Block
In canyoneering, blocks are applied to rope so that the rope can only pass through an anchor ring in one direction. This makes the use of single rope technique possible.
Contents
Construction[edit]
A block can be constructed from anything available that will create an obstruction attached to the rope that is too small to pass through the anchoring ring. Among the most common materials used are the rope itself (knot block), a carabiner ('biner block), and a figure 8 (figure 8 block).

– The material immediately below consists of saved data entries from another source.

use actix_web::http::StatusCode;
use dukkan_engine::db_types::Order;
use serde_json::json;

use super::helpers::{get, post, test_db};

#[actix_web::test]
async fn health_check() {
    let _ = env_logger::try_init();
    let db = test_db().await;
    let (status, body) = get("/health", db).await;
    assert_eq!(status, StatusCode::OK);
    assert_eq!(body, "👍️\n");
}

#[actix_web::test]
async fn cart_flow_over_http() {
    let _ = env_logger::try_init();
    let db = test_db().await;

    let (status, body) = get("/cart/alice", db.clone()).await;
    assert_eq!(status, StatusCode::OK);
    let cart: Order = serde_json::from_str(&body).unwrap();
    assert_eq!(cart.total.value(), 0);

    let (status, body) =
        post("/cart/alice/add", json!({"productId": 7, "quantity": 2}), db.clone()).await;
    assert_eq!(status, StatusCode::OK);
    let cart: Order = serde_json::from_str(&body).unwrap();
    assert_eq!(cart.total.value(), 2000);

    let (status, body) =
        post("/cart/alice/remove", json!({"productId": 7, "quantity": 1}), db.clone()).await;
    assert_eq!(status, StatusCode::OK);
    let cart: Order = serde_json::from_str(&body).unwrap();
    assert_eq!(cart.total.value(), 1000);

    let (status, body) = post("/cart/alice/checkout", json!({}), db.clone()).await;
    assert_eq!(status, StatusCode::OK);
    let response: serde_json::Value = serde_json::from_str(&body).unwrap();
    assert_eq!(response["total"], 1000);
    assert_eq!(response["status"], "pending_payment");

    let (status, body) = get("/orders/alice", db).await;
    assert_eq!(status, StatusCode::OK);
    let orders: Vec<Order> = serde_json::from_str(&body).unwrap();
    assert_eq!(orders.len(), 1);
}

#[actix_web::test]
async fn adding_an_unknown_product_is_a_404() {
    let _ = env_logger::try_init();
    let db = test_db().await;
    let (status, body) = post("/cart/bob/add", json!({"productId": 999, "quantity": 1}), db).await;
    assert_eq!(status, StatusCode::NOT_FOUND);
    assert!(body.contains("999"));
}

#[actix_web::test]
async fn bad_quantities_are_a_400() {
    let _ = env_logger::try_init();
    let db = test_db().await;
    let (status, _) = post("/cart/bob/add", json!({"productId": 7, "quantity": 0}), db).await;
    assert_eq!(status, StatusCode::BAD_REQUEST);
}

#[actix_web::test]
async fn empty_cart_checkout_is_a_400() {
    let _ = env_logger::try_init();
    let db = test_db().await;
    let (status, _) = get("/cart/carol", db.clone()).await;
    assert_eq!(status, StatusCode::OK);
    let (status, _) = post("/cart/carol/checkout", json!({}), db).await;
    assert_eq!(status, StatusCode::BAD_REQUEST);
}

#[actix_web::test]
async fn direct_orders_ignore_the_client_total() {
    let _ = env_logger::try_init();
    let db = test_db().await;
    let body = json!({
        "userId": "dave",
        "items": [{"productId": 7, "quantity": 3}],
        "total": 1,
    });
    let (status, body) = post("/orders/create", body, db).await;
    assert_eq!(status, StatusCode::OK);
    let order: Order = serde_json::from_str(&body).unwrap();
    assert_eq!(order.total.value(), 3000);
}

#[actix_web::test]
async fn direct_orders_require_items() {
    let _ = env_logger::try_init();
    let db = test_db().await;
    let (status, _) = post("/orders/create", json!({"items": []}), db).await;
    assert_eq!(status, StatusCode::BAD_REQUEST);
}
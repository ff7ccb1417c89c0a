pub mod api;
pub mod state;

pub use state::{create_state, PersonalState};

<needed: diagram showing block>
Usage[edit]
After the rope length is set, a block is applied to the bag side of the rope allowing canyoneers to rappel on a single strand on the opposite side of the anchor. The last person at risk either removes the block and rappels double-stranded, or he leaves the block attached and rappels normally on the same single strand. Leaving the block attached does not prevent rope retrieval because the block is not attached to the anchor, but it does increase the risk of sticking the rope during the retrieval pull.
Dangers[edit]
The most common mistake when using blocks is rappelling on the wrong side.
This technique is extremely dangerous if the block can fit through the anchor ring; it must not be possible to fit the block through the anchor ring in any orientation. In particular, using a carabiner block on a carabiner anchor ring has been responsible for more than one serious accident and at least one fatality.